The one-day conference looked at three key sectors in Namibia, environmental resources, sustainable agriculture and forestry as well as marine and inland fisheries.
“Safe-guarding our natural resources not only for us but particularly for our future generations should be at the centre of our work. Sustainability, however, does not call for the prevention of consumption but, rather environmentally safe and wise consumption with value addition and environmental safeguards,” the Speaker of the National Assembly,” Peter Katjavivi emphasised during his opening speech.
Namibia’s constitution obliges the State in article 95 to put measures in place to promote the “maintenance of eco systems, essential ecological processes and the biological diversity of Namibia” as well as the “utilisation of living natural resources on a sustainable basis for the benefit of all Namibians, both present and future”.
Namibia regularly submits reports to the United Nations as stipulated in the UN Framework Convention on Climate Change (UNFCC) and has signed the 2015 Paris declaration, and has a national policy on climate change in place since 2011. However, widespread floods in northern Namibia in the 2009-10 rainy seasons, destroying crops and infrastructure and the prevailing drought since 2016 – the worst in 35 years – revealed Namibia’s vulnerability to climate change. Overfishing in the marine sector and inland fisheries along the [permanently flowing] rivers, depletion of valuable wood species like kiaat and rosewood, which was exported to Asia until a moratorium was issued at the end of 2018, requires more concerted efforts.
Some 70 percent of Namibia’s population of 2.4 million directly or indirectly depend on ecosystem services and biodiversity. These include natural building materials, fuel from wood, craft materials, fishing, medicinal and cosmetic value like devil’s claw and natural oil from the fruit of the marula tree. Tourism and Namibia’s regulated trophy hunting tourism play an important role. “Approximately N$13 billion (about 780 million Euros) in revenue is annually generated from Namibia’s biodiversity, with an estimated 40 percent coming from tourism”, Environment and Tourism Minister (MET) Pohamba Shifeta says.

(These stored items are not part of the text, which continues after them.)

//! In-memory statement source
//!
//! Serves a fixed batch of documents, either given directly or read from a
//! local JSON dump (a bare array, or an LRS result object with a
//! `statements` array).

use super::{SourceError, StatementSource};
use crate::model::Statement;
use async_trait::async_trait;
use serde_json::Value;
use std::path::Path;

pub struct MemorySource {
    name: String,
    documents: Vec<Value>,
}

impl MemorySource {
    pub fn new(documents: Vec<Value>) -> Self {
        Self {
            name: "memory".to_string(),
            documents,
        }
    }

    /// Serve already-built statements
    pub fn from_statements(statements: &[Statement]) -> Result<Self, SourceError> {
        let documents = statements
            .iter()
            .map(|statement| {
                statement
                    .to_value()
                    .map_err(|e| SourceError::Parse(e.to_string()))
            })
            .collect::<Result<Vec<_>, _>>()?;
        Ok(Self::new(documents))
    }

    /// Load a JSON dump from disk
    pub fn from_json_file(path: impl AsRef<Path>) -> Result<Self, SourceError> {
        let path = path.as_ref();
        let content = std::fs::read_to_string(path)?;
        let value: Value = serde_json::from_str(&content)
            .map_err(|e| SourceError::Parse(format!("{}: {}", path.display(), e)))?;

        let documents = match value {
            Value::Array(documents) => documents,
            Value::Object(mut object) => match object.remove("statements") {
                Some(Value::Array(documents)) => documents,
                _ => {
                    return Err(SourceError::Parse(format!(
                        "{}: expected a `statements` array",
                        path.display()
                    )))
                }
            },
            _ => {
                return Err(SourceError::Parse(format!(
                    "{}: expected an array of statements",
                    path.display()
                )))
            }
        };

        Ok(Self {
            name: path.display().to_string(),
            documents,
        })
    }

    pub fn len(&self) -> usize {
        self.documents.len()
    }

    pub fn is_empty(&self) -> bool {
        self.documents.is_empty()
    }
}

#[async_trait]
impl StatementSource for MemorySource {
    fn name(&self) -> &str {
        &self.name
    }

    async fn fetch(&self) -> Result<Vec<Value>, SourceError> {
        Ok(self.documents.clone())
    }
}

National strategy for biodiversity conservation
Namibia is currently developing a national “Resource Mobilisation Strategy for Biodiversity Conservation”, including concrete policy options and economic instruments. The German government is rendering support to the MET through the Deutsche Gesellschaft für Internationale Zusammenarbeit (GIZ). The GIZ is currently implementing the Resource Mobilisation for the Biodiversity Strategy of Namibia Project (ResMob) in cooperation with the MET.
The overarching objective is to improve Namibia’s capacity to mobilise financial, human, technical and knowledge-based resources for its biodiversity conservation. By measuring the economic value of nature, ecosystems and the benefits they bring, the value can be documented and integrated into national accounting as a basis for government policy and management, according to the GIZ. “Natural capital accounting must demonstrate the value of biodiversity in Namibia to justify calls for resources”, it explains the ResMob project.
The project is also developing customised training programmes. This is done by cooperating with tertiary education institutions, strengthening environmental economics in Namibia and supporting the Environmental Economics Network of Namibia (EENN).
“Establishing the economic value of our biodiversity and ecosystem will enhance their sustainable use, enable us to mobilise resources for their management and create new jobs, “a conference delegate emphasised.